--- DATA EXTRACT ---
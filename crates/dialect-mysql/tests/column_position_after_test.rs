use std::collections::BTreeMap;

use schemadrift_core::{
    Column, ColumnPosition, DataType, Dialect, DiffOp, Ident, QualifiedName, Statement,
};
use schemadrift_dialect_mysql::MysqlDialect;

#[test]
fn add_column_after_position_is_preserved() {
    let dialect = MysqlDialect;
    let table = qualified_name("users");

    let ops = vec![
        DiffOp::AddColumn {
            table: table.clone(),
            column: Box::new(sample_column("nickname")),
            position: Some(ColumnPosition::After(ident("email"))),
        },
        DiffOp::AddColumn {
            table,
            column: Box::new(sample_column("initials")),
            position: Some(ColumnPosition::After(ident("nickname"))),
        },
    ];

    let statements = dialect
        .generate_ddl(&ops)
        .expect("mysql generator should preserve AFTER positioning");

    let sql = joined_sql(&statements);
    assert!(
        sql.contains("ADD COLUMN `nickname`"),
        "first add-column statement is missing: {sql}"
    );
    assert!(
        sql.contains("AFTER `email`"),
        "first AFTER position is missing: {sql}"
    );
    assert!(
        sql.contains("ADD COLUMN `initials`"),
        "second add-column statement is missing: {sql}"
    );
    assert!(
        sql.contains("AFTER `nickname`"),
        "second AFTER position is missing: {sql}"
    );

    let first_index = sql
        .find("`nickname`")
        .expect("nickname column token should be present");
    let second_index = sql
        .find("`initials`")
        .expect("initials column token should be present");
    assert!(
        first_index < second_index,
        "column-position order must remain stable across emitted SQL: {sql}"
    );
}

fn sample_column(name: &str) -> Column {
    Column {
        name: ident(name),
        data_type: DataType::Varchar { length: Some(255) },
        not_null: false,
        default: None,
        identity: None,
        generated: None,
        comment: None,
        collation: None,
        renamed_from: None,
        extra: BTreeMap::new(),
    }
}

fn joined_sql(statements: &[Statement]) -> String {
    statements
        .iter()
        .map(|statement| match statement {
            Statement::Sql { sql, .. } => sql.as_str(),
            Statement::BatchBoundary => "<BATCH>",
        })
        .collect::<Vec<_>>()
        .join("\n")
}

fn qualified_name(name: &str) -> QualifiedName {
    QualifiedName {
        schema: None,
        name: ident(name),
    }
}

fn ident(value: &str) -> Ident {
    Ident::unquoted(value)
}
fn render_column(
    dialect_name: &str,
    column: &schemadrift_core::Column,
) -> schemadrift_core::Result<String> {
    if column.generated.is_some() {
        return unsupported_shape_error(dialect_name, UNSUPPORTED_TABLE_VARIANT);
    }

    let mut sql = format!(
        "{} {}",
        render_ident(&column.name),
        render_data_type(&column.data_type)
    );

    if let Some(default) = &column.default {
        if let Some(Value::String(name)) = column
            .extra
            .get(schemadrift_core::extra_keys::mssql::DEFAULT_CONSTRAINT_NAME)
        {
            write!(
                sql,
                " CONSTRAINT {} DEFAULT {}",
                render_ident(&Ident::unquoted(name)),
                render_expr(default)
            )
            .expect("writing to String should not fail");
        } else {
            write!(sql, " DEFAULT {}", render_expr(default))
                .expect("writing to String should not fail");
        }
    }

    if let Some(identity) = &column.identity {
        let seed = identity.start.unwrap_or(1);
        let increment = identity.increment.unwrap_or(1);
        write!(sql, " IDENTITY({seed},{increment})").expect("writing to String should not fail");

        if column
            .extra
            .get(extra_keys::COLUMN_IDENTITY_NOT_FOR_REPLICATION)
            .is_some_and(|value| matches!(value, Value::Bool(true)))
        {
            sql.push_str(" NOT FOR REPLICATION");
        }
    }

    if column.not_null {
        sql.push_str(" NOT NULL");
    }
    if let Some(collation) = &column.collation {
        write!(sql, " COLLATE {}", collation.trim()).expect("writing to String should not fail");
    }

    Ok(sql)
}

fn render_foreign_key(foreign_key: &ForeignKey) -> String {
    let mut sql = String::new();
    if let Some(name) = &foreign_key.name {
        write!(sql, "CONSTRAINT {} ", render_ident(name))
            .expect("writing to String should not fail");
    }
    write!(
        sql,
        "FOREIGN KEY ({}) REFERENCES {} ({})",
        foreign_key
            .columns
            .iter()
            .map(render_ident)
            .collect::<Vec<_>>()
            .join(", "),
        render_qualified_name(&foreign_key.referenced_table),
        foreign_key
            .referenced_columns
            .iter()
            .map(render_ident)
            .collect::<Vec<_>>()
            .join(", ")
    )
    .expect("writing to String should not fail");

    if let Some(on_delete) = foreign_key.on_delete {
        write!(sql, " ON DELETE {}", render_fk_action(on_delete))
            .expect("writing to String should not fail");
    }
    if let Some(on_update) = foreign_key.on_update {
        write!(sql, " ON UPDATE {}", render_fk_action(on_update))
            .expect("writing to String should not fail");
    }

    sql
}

--- TASK DESCRIPTION ---
The full set of entries should appear again, unchanged, line by line.

--- SOLUTION TO THE EXERCISE ---
filename crates/dialect-mysql/tests/column_position_after_test.rs
use std::collections::BTreeMap;

use schemadrift_core::{
    Column, ColumnPosition, DataType, Dialect, DiffOp, Ident, QualifiedName, Statement,
};
use schemadrift_dialect_mysql::MysqlDialect;

#[test]
fn add_column_after_position_is_preserved() {
    let dialect = MysqlDialect;
    let table = qualified_name("users");

    let ops = vec![
        DiffOp::AddColumn {
            table: table.clone(),
            column: Box::new(sample_column("nickname")),
            position: Some(ColumnPosition::After(ident("email"))),
        },
        DiffOp::AddColumn {
            table,
            column: Box::new(sample_column("initials")),
            position: Some(ColumnPosition::After(ident("nickname"))),
        },
    ];

    let statements = dialect
        .generate_ddl(&ops)
        .expect("mysql generator should preserve AFTER positioning");

    let sql = joined_sql(&statements);
    assert!(
        sql.contains("ADD COLUMN `nickname`"),
        "first add-column statement is missing: {sql}"
    );
    assert!(
        sql.contains("AFTER `email`"),
        "first AFTER position is missing: {sql}"
    );
    assert!(
        sql.contains("ADD COLUMN `initials`"),
        "second add-column statement is missing: {sql}"
    );
    assert!(
        sql.contains("AFTER `nickname`"),
        "second AFTER position is missing: {sql}"
    );

    let first_index = sql
        .find("`nickname`")
        .expect("nickname column token should be present");
    let second_index = sql
        .find("`initials`")
        .expect("initials column token should be present");
    assert!(
        first_index < second_index,
        "column-position order must remain stable across emitted SQL: {sql}"
    );
}

fn sample_column(name: &str) -> Column {
    Column {
        name: ident(name),
        data_type: DataType::Varchar { length: Some(255) },
        not_null: false,
        default: None,
        identity: None,
        generated: None,
        comment: None,
        collation: None,
        renamed_from: None,
        extra: BTreeMap::new(),
    }
}

fn joined_sql(statements: &[Statement]) -> String {
    statements
        .iter()
        .map(|statement| match statement {
            Statement::Sql { sql, .. } => sql.as_str(),
            Statement::BatchBoundary => "<BATCH>",
        })
        .collect::<Vec<_>>()
        .join("\n")
}

fn qualified_name(name: &str) -> QualifiedName {
    QualifiedName {
        schema: None,
        name: ident(name),
    }
}

fn ident(value: &str) -> Ident {
    Ident::unquoted(value)
}
fn render_column(
    dialect_name: &str,
    column: &schemadrift_core::Column,
) -> schemadrift_core::Result<String> {
    if column.generated.is_some() {
        return unsupported_shape_error(dialect_name, UNSUPPORTED_TABLE_VARIANT);
    }

    let mut sql = format!(
        "{} {}",
        render_ident(&column.name),
        render_data_type(&column.data_type)
    );

    if let Some(default) = &column.default {
        if let Some(Value::String(name)) = column
            .extra
            .get(schemadrift_core::extra_keys::mssql::DEFAULT_CONSTRAINT_NAME)
        {
            write!(
                sql,
                " CONSTRAINT {} DEFAULT {}",
                render_ident(&Ident::unquoted(name)),
                render_expr(default)
            )
            .expect("writing to String should not fail");
        } else {
            write!(sql, " DEFAULT {}", render_expr(default))
                .expect("writing to String should not fail");
        }
    }

    if let Some(identity) = &column.identity {
        let seed = identity.start.unwrap_or(1);
        let increment = identity.increment.unwrap_or(1);
        write!(sql, " IDENTITY({seed},{increment})").expect("writing to String should not fail");

        if column
            .extra
            .get(extra_keys::COLUMN_IDENTITY_NOT_FOR_REPLICATION)
            .is_some_and(|value| matches!(value, Value::Bool(true)))
        {
            sql.push_str(" NOT FOR REPLICATION");
        }
    }

    if column.not_null {
        sql.push_str(" NOT NULL");
    }
    if let Some(collation) = &column.collation {
        write!(sql, " COLLATE {}", collation.trim()).expect("writing to String should not fail");
    }

    Ok(sql)
}

fn render_foreign_key(foreign_key: &ForeignKey) -> String {
    let mut sql = String::new();
    if let Some(name) = &foreign_key.name {
        write!(sql, "CONSTRAINT {} ", render_ident(name))
            .expect("writing to String should not fail");
    }
    write!(
        sql,
        "FOREIGN KEY ({}) REFERENCES {} ({})",
        foreign_key
            .columns
            .iter()
            .map(render_ident)
            .collect::<Vec<_>>()
            .join(", "),
        render_qualified_name(&foreign_key.referenced_table),
        foreign_key
            .referenced_columns
            .iter()
            .map(render_ident)
            .collect::<Vec<_>>()
            .join(", ")
    )
    .expect("writing to String should not fail");

    if let Some(on_delete) = foreign_key.on_delete {
        write!(sql, " ON DELETE {}", render_fk_action(on_delete))
            .expect("writing to String should not fail");
    }
    if let Some(on_update) = foreign_key.on_update {
        write!(sql, " ON UPDATE {}", render_fk_action(on_update))
            .expect("writing to String should not fail");
    }

    sql
}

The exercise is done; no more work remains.